◆ **WORK ITEM**
Below are the records; collect from them each line containing the string "HistoryRequest".

=== EXCERPTED DATA ===

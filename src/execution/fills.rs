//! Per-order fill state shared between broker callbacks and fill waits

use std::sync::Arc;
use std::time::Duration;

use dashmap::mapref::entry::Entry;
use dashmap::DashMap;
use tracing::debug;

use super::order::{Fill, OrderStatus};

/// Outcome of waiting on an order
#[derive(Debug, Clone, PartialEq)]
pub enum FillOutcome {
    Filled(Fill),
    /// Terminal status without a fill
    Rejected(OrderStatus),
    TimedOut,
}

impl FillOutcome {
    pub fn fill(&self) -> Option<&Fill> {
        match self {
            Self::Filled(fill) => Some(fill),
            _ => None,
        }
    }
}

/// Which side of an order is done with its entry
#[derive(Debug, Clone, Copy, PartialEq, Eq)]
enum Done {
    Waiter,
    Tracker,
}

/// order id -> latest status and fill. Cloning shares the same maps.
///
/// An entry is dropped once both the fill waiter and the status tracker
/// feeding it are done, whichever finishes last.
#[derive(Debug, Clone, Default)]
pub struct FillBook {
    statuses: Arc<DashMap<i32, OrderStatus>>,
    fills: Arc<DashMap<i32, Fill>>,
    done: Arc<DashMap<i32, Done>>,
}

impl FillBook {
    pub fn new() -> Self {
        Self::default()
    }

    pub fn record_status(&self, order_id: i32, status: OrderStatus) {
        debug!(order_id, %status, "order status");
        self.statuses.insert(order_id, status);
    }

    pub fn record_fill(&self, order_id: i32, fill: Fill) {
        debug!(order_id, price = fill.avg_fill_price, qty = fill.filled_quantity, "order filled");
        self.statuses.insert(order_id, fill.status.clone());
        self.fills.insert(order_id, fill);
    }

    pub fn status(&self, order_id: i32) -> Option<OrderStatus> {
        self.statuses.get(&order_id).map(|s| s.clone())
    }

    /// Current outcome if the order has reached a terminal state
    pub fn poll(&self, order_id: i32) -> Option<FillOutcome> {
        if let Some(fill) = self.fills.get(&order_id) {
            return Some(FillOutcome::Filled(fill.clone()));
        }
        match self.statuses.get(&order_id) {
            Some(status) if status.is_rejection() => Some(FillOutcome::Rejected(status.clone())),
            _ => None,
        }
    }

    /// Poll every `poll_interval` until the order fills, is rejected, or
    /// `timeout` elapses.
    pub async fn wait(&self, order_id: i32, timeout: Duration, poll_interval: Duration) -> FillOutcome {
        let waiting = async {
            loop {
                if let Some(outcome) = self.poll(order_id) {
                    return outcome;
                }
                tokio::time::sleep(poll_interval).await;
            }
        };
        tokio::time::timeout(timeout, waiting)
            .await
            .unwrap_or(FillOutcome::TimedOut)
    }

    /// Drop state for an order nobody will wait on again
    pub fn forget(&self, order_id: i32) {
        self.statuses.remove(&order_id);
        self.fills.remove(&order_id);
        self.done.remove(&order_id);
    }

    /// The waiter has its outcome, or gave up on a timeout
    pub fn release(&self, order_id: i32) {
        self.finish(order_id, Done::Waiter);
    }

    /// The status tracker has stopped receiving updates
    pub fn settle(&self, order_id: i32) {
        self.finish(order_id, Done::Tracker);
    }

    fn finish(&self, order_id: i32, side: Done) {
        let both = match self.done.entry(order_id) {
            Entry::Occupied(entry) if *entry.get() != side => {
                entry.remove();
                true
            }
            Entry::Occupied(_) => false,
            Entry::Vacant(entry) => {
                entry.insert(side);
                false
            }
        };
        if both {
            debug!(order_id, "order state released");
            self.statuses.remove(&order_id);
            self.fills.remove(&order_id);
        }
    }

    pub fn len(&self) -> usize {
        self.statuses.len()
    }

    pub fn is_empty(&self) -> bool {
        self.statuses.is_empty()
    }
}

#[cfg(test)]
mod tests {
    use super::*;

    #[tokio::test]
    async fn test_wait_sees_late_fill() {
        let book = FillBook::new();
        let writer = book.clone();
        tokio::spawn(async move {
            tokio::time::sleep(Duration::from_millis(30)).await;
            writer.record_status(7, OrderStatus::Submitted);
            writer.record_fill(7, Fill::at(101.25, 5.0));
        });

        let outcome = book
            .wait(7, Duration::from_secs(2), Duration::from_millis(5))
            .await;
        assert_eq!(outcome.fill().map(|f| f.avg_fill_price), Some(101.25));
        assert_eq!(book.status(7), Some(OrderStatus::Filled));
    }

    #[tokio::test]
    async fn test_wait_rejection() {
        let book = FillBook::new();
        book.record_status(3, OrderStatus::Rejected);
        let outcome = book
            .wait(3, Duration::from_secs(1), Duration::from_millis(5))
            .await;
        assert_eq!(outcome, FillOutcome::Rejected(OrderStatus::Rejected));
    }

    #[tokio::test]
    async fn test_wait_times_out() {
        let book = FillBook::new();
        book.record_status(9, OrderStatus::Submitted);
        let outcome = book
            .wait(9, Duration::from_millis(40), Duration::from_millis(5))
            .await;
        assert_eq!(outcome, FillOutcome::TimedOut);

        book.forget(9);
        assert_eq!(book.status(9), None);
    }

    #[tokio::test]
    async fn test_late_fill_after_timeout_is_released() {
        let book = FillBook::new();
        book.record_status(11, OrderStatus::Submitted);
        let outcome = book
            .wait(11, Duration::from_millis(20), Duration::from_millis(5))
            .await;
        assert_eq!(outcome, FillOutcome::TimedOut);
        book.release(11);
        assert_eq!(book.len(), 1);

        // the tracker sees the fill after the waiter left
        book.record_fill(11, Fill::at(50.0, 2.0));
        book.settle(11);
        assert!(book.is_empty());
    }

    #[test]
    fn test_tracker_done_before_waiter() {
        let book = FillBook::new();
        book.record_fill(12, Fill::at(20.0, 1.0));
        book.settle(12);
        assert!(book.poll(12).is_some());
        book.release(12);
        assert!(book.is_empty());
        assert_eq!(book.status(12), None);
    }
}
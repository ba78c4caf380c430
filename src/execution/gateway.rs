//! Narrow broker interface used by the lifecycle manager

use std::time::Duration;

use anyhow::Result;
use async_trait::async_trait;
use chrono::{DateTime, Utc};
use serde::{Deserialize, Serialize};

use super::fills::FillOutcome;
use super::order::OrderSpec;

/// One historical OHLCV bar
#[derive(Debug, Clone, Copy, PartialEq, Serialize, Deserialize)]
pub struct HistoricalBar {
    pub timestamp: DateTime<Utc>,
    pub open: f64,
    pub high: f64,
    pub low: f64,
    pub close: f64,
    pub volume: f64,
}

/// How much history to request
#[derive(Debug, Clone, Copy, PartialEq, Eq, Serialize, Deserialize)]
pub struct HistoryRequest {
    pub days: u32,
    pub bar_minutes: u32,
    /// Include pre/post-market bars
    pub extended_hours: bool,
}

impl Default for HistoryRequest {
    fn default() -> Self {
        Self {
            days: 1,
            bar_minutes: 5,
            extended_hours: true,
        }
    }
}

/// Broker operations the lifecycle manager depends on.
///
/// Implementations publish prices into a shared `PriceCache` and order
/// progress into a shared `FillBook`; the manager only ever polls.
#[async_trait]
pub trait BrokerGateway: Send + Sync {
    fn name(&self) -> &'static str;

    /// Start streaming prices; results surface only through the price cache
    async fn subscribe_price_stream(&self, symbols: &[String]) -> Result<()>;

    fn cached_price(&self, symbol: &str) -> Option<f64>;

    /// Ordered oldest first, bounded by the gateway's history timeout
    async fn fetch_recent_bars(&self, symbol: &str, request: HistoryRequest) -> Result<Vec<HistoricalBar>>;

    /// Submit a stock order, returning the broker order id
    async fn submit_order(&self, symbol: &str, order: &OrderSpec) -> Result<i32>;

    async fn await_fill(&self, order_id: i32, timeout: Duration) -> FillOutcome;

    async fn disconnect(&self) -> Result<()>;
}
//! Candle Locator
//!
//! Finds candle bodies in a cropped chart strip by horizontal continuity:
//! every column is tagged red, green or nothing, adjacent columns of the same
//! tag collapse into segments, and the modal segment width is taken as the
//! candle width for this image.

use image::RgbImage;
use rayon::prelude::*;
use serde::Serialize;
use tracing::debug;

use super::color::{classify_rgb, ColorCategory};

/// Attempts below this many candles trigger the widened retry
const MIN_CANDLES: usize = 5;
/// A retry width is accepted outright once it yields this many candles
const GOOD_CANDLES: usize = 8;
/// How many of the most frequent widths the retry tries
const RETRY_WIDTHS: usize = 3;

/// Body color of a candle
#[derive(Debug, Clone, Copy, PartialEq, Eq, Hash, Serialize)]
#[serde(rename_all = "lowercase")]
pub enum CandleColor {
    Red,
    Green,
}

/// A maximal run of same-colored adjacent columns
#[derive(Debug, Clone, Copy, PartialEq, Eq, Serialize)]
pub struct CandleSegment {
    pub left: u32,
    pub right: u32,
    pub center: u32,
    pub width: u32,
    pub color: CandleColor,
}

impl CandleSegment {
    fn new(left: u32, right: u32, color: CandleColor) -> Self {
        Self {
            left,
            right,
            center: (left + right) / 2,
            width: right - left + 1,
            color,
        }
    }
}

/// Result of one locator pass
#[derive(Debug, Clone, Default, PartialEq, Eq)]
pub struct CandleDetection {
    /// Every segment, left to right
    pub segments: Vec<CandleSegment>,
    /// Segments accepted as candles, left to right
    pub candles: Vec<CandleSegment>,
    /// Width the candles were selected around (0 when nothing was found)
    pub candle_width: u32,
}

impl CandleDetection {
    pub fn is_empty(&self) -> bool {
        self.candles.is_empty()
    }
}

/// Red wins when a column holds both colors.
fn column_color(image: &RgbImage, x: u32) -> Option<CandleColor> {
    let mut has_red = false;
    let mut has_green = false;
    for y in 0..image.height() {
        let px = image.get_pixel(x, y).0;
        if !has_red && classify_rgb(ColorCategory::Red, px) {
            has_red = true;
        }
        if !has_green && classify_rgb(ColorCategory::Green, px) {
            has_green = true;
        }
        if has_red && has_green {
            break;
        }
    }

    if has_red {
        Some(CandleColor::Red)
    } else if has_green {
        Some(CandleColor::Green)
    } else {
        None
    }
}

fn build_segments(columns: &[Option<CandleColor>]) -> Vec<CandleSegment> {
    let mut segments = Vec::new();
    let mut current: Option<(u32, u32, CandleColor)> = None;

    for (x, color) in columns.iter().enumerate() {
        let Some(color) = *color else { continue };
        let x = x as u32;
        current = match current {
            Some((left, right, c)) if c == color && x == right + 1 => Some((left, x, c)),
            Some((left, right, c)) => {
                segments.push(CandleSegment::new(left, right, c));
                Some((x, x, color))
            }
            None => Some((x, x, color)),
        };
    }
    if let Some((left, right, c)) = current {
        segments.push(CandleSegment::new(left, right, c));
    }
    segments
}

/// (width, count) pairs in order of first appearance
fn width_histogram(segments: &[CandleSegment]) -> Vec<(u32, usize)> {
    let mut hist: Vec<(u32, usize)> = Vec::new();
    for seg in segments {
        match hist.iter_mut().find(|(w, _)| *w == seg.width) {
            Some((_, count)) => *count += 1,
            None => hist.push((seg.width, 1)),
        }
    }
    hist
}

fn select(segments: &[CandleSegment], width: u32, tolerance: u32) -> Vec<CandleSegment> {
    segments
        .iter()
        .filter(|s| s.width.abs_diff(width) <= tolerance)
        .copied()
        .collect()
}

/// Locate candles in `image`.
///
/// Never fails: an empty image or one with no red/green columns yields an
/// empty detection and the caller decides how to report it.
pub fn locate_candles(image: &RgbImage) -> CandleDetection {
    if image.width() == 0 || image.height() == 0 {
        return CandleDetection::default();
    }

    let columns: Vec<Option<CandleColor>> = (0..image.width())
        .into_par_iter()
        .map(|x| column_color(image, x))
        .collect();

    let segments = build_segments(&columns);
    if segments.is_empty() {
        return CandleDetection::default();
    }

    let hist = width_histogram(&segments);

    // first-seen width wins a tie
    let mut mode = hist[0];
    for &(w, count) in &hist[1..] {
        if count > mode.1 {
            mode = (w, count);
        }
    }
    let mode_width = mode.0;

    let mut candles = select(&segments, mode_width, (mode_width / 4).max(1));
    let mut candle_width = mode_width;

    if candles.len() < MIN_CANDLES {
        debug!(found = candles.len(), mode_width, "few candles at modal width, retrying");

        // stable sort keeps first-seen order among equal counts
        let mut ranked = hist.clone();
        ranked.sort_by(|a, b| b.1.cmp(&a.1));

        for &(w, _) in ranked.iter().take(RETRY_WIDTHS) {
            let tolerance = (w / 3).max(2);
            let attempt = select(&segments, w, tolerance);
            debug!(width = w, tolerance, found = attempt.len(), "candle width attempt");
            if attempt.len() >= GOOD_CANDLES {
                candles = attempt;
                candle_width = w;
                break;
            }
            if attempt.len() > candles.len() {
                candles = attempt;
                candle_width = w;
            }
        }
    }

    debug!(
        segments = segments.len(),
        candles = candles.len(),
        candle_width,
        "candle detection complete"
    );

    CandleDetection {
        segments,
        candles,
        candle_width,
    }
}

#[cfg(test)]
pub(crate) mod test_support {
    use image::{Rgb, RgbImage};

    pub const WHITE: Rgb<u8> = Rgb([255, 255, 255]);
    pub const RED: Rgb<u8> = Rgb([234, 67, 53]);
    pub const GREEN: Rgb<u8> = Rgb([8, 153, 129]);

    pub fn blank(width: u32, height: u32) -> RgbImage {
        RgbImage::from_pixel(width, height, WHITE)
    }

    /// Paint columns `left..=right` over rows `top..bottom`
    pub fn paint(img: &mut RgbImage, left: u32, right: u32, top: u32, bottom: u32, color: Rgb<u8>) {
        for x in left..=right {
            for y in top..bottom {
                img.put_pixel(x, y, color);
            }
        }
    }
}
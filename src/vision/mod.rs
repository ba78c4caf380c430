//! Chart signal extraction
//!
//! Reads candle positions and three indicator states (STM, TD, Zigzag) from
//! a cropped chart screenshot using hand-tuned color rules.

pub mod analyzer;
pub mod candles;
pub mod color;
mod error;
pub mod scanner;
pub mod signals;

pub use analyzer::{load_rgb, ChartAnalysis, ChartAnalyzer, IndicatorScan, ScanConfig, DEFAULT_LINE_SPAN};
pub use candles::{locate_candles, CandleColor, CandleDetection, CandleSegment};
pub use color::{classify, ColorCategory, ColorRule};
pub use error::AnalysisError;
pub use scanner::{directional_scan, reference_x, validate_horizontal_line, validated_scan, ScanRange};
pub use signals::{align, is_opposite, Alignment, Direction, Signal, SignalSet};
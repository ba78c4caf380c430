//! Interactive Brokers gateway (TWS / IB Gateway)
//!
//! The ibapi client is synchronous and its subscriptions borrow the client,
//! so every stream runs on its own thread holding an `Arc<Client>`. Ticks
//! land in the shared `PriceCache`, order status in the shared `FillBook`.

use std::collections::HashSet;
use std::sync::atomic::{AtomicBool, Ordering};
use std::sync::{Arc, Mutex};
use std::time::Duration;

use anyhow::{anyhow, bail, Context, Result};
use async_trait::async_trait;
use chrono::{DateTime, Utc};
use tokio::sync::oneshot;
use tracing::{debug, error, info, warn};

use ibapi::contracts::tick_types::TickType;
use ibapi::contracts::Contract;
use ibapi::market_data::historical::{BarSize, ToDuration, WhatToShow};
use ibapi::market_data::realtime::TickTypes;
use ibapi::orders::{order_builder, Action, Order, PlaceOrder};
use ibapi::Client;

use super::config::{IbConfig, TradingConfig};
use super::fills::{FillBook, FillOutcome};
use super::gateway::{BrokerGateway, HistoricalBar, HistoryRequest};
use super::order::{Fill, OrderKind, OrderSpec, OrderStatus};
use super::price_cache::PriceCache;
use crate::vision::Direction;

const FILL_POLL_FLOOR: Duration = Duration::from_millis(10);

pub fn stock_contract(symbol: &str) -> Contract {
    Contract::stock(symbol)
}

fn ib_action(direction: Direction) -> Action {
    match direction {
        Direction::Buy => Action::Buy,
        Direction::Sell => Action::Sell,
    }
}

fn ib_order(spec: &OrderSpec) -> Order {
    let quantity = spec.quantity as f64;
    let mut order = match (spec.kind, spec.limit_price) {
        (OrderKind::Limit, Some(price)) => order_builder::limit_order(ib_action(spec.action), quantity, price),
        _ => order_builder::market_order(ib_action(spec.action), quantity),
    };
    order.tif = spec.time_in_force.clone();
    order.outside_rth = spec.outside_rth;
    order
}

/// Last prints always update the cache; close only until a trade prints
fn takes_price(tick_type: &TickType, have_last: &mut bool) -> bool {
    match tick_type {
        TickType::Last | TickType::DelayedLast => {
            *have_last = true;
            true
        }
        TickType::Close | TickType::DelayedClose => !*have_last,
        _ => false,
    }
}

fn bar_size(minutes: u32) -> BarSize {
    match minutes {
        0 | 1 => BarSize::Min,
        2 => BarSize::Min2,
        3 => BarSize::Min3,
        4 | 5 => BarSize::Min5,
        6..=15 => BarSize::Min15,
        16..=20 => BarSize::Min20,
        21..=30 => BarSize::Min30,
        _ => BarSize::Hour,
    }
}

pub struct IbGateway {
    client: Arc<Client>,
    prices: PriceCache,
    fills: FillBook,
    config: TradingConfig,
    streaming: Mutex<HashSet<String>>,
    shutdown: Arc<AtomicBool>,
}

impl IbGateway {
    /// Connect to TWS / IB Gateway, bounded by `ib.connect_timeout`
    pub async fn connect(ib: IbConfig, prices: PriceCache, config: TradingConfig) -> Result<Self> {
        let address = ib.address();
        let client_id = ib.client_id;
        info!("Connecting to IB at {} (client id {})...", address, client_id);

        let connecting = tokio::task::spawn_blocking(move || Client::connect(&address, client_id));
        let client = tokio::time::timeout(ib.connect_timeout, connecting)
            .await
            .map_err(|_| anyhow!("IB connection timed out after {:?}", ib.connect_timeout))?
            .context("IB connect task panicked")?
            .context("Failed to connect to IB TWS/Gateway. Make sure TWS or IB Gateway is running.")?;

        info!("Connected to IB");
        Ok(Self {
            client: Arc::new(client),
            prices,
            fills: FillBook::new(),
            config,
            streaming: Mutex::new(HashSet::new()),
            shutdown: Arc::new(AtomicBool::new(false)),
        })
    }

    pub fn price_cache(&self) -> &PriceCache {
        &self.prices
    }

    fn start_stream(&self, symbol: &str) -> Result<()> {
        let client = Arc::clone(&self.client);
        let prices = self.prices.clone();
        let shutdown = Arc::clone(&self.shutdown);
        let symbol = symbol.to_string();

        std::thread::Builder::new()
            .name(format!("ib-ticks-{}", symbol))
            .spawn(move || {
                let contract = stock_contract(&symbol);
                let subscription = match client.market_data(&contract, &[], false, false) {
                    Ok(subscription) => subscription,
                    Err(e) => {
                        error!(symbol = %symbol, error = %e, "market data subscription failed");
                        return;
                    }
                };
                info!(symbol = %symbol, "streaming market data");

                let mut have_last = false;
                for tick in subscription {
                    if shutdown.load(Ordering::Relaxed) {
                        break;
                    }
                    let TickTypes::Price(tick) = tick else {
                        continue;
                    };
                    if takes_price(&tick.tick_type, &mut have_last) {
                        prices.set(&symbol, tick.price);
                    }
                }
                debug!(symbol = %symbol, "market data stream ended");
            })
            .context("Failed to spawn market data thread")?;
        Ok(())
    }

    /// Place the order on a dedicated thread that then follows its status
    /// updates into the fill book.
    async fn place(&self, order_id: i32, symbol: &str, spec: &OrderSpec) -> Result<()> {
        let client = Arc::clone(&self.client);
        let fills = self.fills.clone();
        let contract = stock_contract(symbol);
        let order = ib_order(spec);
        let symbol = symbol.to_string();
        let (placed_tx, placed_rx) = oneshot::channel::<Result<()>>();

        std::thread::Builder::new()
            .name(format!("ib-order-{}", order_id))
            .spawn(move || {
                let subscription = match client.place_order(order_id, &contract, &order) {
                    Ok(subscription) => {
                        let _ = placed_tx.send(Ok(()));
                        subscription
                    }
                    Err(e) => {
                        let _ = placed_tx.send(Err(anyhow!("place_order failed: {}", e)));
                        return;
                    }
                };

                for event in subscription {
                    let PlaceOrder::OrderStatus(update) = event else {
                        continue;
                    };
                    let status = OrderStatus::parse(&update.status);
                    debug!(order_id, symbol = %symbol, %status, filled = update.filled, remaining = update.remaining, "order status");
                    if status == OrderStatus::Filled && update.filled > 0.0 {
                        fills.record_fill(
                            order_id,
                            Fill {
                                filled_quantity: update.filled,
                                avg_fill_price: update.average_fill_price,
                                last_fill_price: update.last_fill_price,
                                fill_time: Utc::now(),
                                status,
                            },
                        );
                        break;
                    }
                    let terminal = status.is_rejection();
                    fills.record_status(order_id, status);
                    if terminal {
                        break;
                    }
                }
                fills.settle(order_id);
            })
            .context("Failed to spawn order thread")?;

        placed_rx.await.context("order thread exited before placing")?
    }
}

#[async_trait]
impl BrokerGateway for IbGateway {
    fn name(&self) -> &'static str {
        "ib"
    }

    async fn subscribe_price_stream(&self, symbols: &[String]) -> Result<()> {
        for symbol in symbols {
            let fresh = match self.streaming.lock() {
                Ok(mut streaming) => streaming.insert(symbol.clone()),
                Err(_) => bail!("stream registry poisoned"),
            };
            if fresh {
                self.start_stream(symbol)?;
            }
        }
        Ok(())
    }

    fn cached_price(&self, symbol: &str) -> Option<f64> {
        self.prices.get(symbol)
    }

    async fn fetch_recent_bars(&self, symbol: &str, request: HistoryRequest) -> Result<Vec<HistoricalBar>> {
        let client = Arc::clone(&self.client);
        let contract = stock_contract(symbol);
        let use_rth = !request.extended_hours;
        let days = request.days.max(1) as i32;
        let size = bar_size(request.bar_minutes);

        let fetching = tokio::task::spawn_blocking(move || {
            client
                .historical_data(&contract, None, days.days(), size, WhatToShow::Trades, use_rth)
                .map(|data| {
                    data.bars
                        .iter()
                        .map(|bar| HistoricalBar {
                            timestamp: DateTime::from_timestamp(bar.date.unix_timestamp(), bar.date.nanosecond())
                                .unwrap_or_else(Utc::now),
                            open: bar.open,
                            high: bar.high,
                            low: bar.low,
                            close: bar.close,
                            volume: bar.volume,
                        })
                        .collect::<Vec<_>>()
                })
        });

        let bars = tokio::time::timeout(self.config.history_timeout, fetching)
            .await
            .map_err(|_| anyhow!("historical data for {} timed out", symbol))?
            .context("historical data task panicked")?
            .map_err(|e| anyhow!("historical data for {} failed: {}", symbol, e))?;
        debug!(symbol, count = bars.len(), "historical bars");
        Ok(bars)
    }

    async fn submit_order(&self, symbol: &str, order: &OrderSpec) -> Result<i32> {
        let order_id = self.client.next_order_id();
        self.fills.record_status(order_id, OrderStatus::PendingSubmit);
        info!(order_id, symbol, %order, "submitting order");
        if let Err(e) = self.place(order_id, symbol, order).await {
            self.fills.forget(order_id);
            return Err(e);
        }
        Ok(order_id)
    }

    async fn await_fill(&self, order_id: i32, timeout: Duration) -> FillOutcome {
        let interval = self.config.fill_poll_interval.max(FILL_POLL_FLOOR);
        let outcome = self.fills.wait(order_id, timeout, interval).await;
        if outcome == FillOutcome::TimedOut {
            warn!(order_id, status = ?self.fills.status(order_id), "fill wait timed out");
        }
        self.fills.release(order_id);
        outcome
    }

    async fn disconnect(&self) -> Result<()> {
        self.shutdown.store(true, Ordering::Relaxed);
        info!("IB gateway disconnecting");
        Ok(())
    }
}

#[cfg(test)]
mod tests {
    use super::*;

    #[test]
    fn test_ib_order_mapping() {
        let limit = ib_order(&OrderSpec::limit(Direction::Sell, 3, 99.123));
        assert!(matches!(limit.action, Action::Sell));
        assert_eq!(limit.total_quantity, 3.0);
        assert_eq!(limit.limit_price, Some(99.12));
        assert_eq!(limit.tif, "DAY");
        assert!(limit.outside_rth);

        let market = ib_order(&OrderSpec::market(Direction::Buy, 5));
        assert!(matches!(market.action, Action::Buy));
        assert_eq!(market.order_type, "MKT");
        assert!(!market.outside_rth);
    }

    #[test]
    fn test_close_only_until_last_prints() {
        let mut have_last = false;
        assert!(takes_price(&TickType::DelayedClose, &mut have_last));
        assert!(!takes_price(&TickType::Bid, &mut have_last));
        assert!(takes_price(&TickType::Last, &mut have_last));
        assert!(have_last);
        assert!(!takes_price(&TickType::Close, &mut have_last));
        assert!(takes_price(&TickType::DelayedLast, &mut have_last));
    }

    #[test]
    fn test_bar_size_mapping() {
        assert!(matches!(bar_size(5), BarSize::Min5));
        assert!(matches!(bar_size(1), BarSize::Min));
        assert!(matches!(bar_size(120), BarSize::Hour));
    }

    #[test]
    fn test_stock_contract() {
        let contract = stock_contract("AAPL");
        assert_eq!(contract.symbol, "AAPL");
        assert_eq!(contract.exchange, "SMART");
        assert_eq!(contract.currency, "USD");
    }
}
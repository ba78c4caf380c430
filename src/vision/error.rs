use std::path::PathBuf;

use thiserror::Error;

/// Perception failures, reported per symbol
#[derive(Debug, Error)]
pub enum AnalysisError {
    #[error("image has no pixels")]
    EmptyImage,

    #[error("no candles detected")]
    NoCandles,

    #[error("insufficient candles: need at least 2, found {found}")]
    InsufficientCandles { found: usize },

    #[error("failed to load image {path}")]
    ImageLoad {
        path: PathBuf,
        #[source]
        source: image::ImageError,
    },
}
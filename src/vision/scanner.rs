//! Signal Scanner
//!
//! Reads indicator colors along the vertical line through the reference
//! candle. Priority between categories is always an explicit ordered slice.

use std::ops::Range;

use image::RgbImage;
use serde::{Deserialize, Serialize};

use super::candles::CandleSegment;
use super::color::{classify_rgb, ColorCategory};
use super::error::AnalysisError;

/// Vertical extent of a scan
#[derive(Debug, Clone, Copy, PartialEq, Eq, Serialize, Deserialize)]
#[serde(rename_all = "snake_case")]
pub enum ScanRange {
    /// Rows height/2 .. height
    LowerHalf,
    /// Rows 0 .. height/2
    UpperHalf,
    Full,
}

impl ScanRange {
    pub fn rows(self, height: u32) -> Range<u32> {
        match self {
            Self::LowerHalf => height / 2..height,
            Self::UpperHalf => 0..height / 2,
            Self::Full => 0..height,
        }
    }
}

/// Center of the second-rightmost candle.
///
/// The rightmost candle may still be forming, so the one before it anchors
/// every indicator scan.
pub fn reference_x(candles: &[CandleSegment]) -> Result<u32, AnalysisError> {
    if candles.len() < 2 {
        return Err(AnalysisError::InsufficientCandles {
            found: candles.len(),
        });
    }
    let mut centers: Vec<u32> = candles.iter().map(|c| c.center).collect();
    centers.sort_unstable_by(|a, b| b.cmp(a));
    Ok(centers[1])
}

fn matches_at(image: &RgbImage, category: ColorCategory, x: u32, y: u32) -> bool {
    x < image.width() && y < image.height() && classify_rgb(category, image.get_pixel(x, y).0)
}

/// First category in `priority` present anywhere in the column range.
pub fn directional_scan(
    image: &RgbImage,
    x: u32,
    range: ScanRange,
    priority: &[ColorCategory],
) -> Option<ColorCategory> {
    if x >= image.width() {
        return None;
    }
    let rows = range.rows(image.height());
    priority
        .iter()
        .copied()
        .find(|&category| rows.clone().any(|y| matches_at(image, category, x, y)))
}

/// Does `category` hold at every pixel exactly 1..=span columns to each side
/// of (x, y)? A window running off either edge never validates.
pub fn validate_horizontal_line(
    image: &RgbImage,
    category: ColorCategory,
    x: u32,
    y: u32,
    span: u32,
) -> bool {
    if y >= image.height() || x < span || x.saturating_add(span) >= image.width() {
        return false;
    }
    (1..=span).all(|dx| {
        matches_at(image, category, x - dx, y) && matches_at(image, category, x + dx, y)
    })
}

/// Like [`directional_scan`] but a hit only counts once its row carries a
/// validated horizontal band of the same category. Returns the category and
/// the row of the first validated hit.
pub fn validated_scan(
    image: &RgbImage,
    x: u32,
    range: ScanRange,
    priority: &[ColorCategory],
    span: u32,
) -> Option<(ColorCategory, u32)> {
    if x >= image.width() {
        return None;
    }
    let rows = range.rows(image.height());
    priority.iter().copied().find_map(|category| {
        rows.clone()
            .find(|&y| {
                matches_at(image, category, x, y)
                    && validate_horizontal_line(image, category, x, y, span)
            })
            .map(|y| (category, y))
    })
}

===

◆ **YOUR RESPONSE**
pub struct HistoryRequest {
impl Default for HistoryRequest {
    async fn fetch_recent_bars(&self, symbol: &str, request: HistoryRequest) -> Result<Vec<HistoricalBar>>;
use super::gateway::{BrokerGateway, HistoricalBar, HistoryRequest};
    async fn fetch_recent_bars(&self, symbol: &str, request: HistoryRequest) -> Result<Vec<HistoricalBar>> {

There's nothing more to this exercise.